Un’evoluzione dei tradizionali sistemi di mobilità tradizionali in città. È così che è stato definito il servizio di “car sharing” dall’Agenzia delle Entrate.

Per chi ancora non sapesse come funziona il car sharing, lo spieghiamo in questo articolo, sottolineando anche l’importante novità che lo riguarda.

Il car sharing è il servizio di auto condivisa, ormai diffuso in tutte le città italiane e non, e che consente di prenotare un’auto e utilizzarla per il tempo necessario, pagando di conseguenza. Un sistema che come obiettivo ha quello di favorire l’uso del mezzo trasformandolo in servizio commerciale gestito da specifiche aziende. Contribuisce a ridurre il traffico e l’inquinamento, ma viene più che altro visto come alternativa ai mezzi pubblici e al taxi. La maggior parte degli utenti del car sharing però dichiara di non voler rinunciare definitivamente all’auto di proprietà.

Anche se i dati mostrano come le abitudini di guida degli italiani stiano cambiando.

Certo i vantaggi sono tanti, rispetto a possedere un’auto propria, tra i quali, il non dover pagare il bollo auto, la facilità di parcheggio, la disponibilità di dispositivi tecnologici inclusi (navigatore ecc.).

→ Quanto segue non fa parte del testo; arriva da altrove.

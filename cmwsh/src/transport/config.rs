//! SSH connection configuration.

use std::path::PathBuf;
use std::time::Duration;

use secrecy::SecretString;

/// SSH connection configuration.
#[derive(Debug, Clone)]
pub struct SshConfig {
    /// Target host (hostname or IP address).
    pub host: String,

    /// SSH port (default: 22).
    pub port: u16,

    /// Username for authentication.
    pub username: String,

    /// Authentication method.
    pub auth: AuthMethod,

    /// Connection and inactivity timeout.
    pub timeout: Duration,

    /// Terminal width for PTY.
    pub terminal_width: u32,

    /// Terminal height for PTY.
    pub terminal_height: u32,

    /// Reject hosts whose key is not already in known_hosts.
    ///
    /// When false every key is accepted, which is what most lab switches
    /// with regenerated keys need.
    pub verify_host_key: bool,

    /// Path to known_hosts file (user default when `None`).
    pub known_hosts_path: Option<PathBuf>,
}

impl SshConfig {
    /// Get the socket address for connection.
    pub fn socket_addr(&self) -> String {
        format!("{}:{}", self.host, self.port)
    }
}

/// Authentication method for SSH connections.
#[derive(Debug, Clone)]
pub enum AuthMethod {
    /// No authentication (for testing only).
    None,

    /// Password authentication.
    Password(SecretString),

    /// Private key authentication.
    PrivateKey {
        /// Path to the private key file.
        path: PathBuf,
        /// Optional passphrase for encrypted keys.
        passphrase: Option<SecretString>,
    },
}
//! Structured facts parsed from Comware command output.
//!
//! Every reader is a pure function over command text; [`ComwareDevice`](crate::device::ComwareDevice)
//! issues the commands and hands the output over. Records have every field
//! present, with fixed sentinels for values the device did not report.

mod interfaces;
mod patterns;
mod ping;
mod system;
mod tables;

pub use interfaces::{
    Interface, InterfaceAddresses, InterfaceCounters, parse_addresses, parse_counters,
    parse_interfaces,
};
pub use ping::{PingOptions, PingReply, PingResult, PingSuccess, parse_ping};
pub use system::{DeviceFacts, FactsOutput};
pub use tables::{
    ArpEntry, LldpNeighbor, MacEntry, parse_arp_table, parse_lldp_neighbors,
    parse_mac_address_table,
};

L’auto condivisa sarebbe poi una soluzione più economica, soprattutto per coloro che scelgono di viaggiare in due.

Car sharing- novità

Recentemente è stata poi introdotta una novità: la possibilità di dedurre, ossia sottrarre dalle imposte, tutte le spese derivanti dall’utilizzo nel car sharing sostenuti dai dipendenti di una data azienda oppure dai titolari di partita IVA sotto regime semplificato.

Ovviamente tutto deve essere documentato. Le fatture vanno inserite nella nota spese ed esibite dal lavoratore assieme ad un documento con il motivo della trasferta.

Così come il taxi, ora il car sharing gode degli stessi vantaggi fiscali, superiori rispetto ai dipendenti che si spostano con auto privata: i costi per l’azienda sono deducibili solo quando effettuati al di fuori del comune dove ha sede la società.

La fattura relativa al Car Sharing, viene emessa al termine della sessione di guida attraverso le varie app apposite.

Le società di car sharing operanti in Italia sono: car2go (Daimler), Enjoy (ENI), Share’ngo (CS Group) e DriveNow (BMW)  – di cui la prima è la più economica, con soli 0,24 centesimi di euro al minuto.

Per quanto riguarda la domanda relativa al car sharing quando conviene, dovete tenere a mente che il servizio ha un costo di iscrizione variabile e che non si è immuni alle multe: in caso di infrazioni, non solo bisogna pagare la multa ma anche le spese di gestione pratica del servizio (20-25 euro).